Instructions for the task >> Whenever a line of the entries below holds the string "Unix", copy that line and return it.

[Saved data entries]
◆ ◆ ◆

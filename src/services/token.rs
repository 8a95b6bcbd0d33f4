//! Session tokens
//!
//! Signed, self-contained session tokens carrying the user id and role.
//! Tokens are stateless: verification only needs the signing secret, there
//! is no server-side session table. Expiry is enforced at verification
//! time, so a token older than its TTL stops working without any cleanup
//! job.

use chrono::{Duration, Utc};
use jsonwebtoken::{decode, encode, DecodingKey, EncodingKey, Header, Validation};
use serde::{Deserialize, Serialize};

use crate::models::UserRole;

/// Session token payload.
#[derive(Debug, Clone, Serialize, Deserialize)]
pub struct Claims {
    /// Subject, the user id
    pub sub: String,
    /// Role at the time the token was issued
    pub role: UserRole,
    /// Issued at (Unix timestamp)
    pub iat: i64,
    /// Expiration (Unix timestamp)
    pub exp: i64,
}

impl Claims {
    fn new(user_id: i64, role: UserRole, ttl_minutes: i64) -> Self {
        let now = Utc::now();
        Self {
            sub: user_id.to_string(),
            role,
            iat: now.timestamp(),
            exp: (now + Duration::minutes(ttl_minutes)).timestamp(),
        }
    }

    /// The user id carried in the token.
    pub fn user_id(&self) -> Result<i64, TokenError> {
        self.sub.parse().map_err(|_| TokenError::Invalid)
    }
}

/// Token verification/creation errors.
///
/// Callers that gate requests should treat `Expired` and `Invalid` the
/// same way (reject); the distinction exists for logging.
#[derive(Debug, thiserror::Error)]
pub enum TokenError {
    #[error("Token encoding failed: {0}")]
    Encoding(#[from] jsonwebtoken::errors::Error),
    #[error("Token has expired")]
    Expired,
    #[error("Invalid token")]
    Invalid,
}

/// Issues and verifies session tokens with a fixed secret and TTL.
#[derive(Clone)]
pub struct TokenIssuer {
    secret: String,
    ttl_minutes: i64,
}

impl TokenIssuer {
    pub fn new(secret: String, ttl_minutes: i64) -> Self {
        Self {
            secret,
            ttl_minutes,
        }
    }

    /// Token lifetime in seconds, for cookie Max-Age.
    pub fn ttl_seconds(&self) -> i64 {
        self.ttl_minutes * 60
    }

    /// Issue a signed token for the given user.
    pub fn issue(&self, user_id: i64, role: UserRole) -> Result<String, TokenError> {
        let claims = Claims::new(user_id, role, self.ttl_minutes);
        encode(
            &Header::default(),
            &claims,
            &EncodingKey::from_secret(self.secret.as_bytes()),
        )
        .map_err(TokenError::from)
    }

    /// Verify a token's signature and expiry and return its claims.
    pub fn verify(&self, token: &str) -> Result<Claims, TokenError> {
        let mut validation = Validation::default();
        validation.validate_exp = true;

        decode::<Claims>(
            token,
            &DecodingKey::from_secret(self.secret.as_bytes()),
            &validation,
        )
        .map(|data| data.claims)
        .map_err(|e| match e.kind() {
            jsonwebtoken::errors::ErrorKind::ExpiredSignature => TokenError::Expired,
            _ => TokenError::Invalid,
        })
    }
}
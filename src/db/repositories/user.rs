//! User repository
//!
//! Database operations for user accounts.
//!
//! This module provides:
//! - `UserRepository` trait defining the interface for user data access
//! - `SqlxUserRepository` implementing the trait for SQLite

use crate::models::{User, UserRole};
use anyhow::{Context, Result};
use async_trait::async_trait;
use chrono::Utc;
use sqlx::{Row, SqlitePool};
use std::str::FromStr;
use std::sync::Arc;

/// User repository trait
#[async_trait]
pub trait UserRepository: Send + Sync {
    /// Create a new user
    async fn create(&self, user: &User) -> Result<User>;

    /// Get user by ID
    async fn get_by_id(&self, id: i64) -> Result<Option<User>>;

    /// Get user by username
    async fn get_by_username(&self, username: &str) -> Result<Option<User>>;
}

/// SQLx-based user repository implementation
pub struct SqlxUserRepository {
    pool: SqlitePool,
}

impl SqlxUserRepository {
    /// Create a new SQLx user repository
    pub fn new(pool: SqlitePool) -> Self {
        Self { pool }
    }

    /// Create a shared repository for use with dependency injection
    pub fn shared(pool: SqlitePool) -> Arc<dyn UserRepository> {
        Arc::new(Self::new(pool))
    }
}

#[async_trait]
impl UserRepository for SqlxUserRepository {
    async fn create(&self, user: &User) -> Result<User> {
        let now = Utc::now();
        let role_str = user.role.to_string();

        let result = sqlx::query(
            r#"
            INSERT INTO users (username, password_hash, role, created_at)
            VALUES (?, ?, ?, ?)
            "#,
        )
        .bind(&user.username)
        .bind(&user.password_hash)
        .bind(&role_str)
        .bind(now)
        .execute(&self.pool)
        .await
        .context("Failed to create user")?;

        let id = result.last_insert_rowid();

        Ok(User {
            id,
            username: user.username.clone(),
            password_hash: user.password_hash.clone(),
            role: user.role,
            created_at: now,
        })
    }

    async fn get_by_id(&self, id: i64) -> Result<Option<User>> {
        let row = sqlx::query(
            r#"
            SELECT id, username, password_hash, role, created_at
            FROM users
            WHERE id = ?
            "#,
        )
        .bind(id)
        .fetch_optional(&self.pool)
        .await
        .context("Failed to get user by ID")?;

        match row {
            Some(row) => Ok(Some(row_to_user(&row)?)),
            None => Ok(None),
        }
    }

    async fn get_by_username(&self, username: &str) -> Result<Option<User>> {
        let row = sqlx::query(
            r#"
            SELECT id, username, password_hash, role, created_at
            FROM users
            WHERE username = ?
            "#,
        )
        .bind(username)
        .fetch_optional(&self.pool)
        .await
        .context("Failed to get user by username")?;

        match row {
            Some(row) => Ok(Some(row_to_user(&row)?)),
            None => Ok(None),
        }
    }
}

fn row_to_user(row: &sqlx::sqlite::SqliteRow) -> Result<User> {
    let role_str: String = row.get("role");
    let role = UserRole::from_str(&role_str)
        .with_context(|| format!("Invalid role in database: {}", role_str))?;

    Ok(User {
        id: row.get("id"),
        username: row.get("username"),
        password_hash: row.get("password_hash"),
        role,
        created_at: row.get("created_at"),
    })
}
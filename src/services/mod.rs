//! Business logic services
//!
//! Services sit between the HTTP handlers and the repositories. They own
//! validation, authorization and token handling; handlers translate their
//! results into responses.

pub mod job;
pub mod password;
pub mod policy;
pub mod token;
pub mod user;

pub use job::{JobService, JobServiceError};
pub use token::{Claims, TokenError, TokenIssuer};
pub use user::{LoginOutcome, UserService, UserServiceError};
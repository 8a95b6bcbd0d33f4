//! Database repositories
//!
//! Repository pattern implementations for database access.
//! Each repository handles CRUD operations for a specific entity.

pub mod job;
pub mod user;

pub use job::{JobRepository, SqlxJobRepository};
pub use user::{SqlxUserRepository, UserRepository};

◆ ◆ ◆

Expected answer >>
    /// Issued at (Unix timestamp)
    /// Expiration (Unix timestamp)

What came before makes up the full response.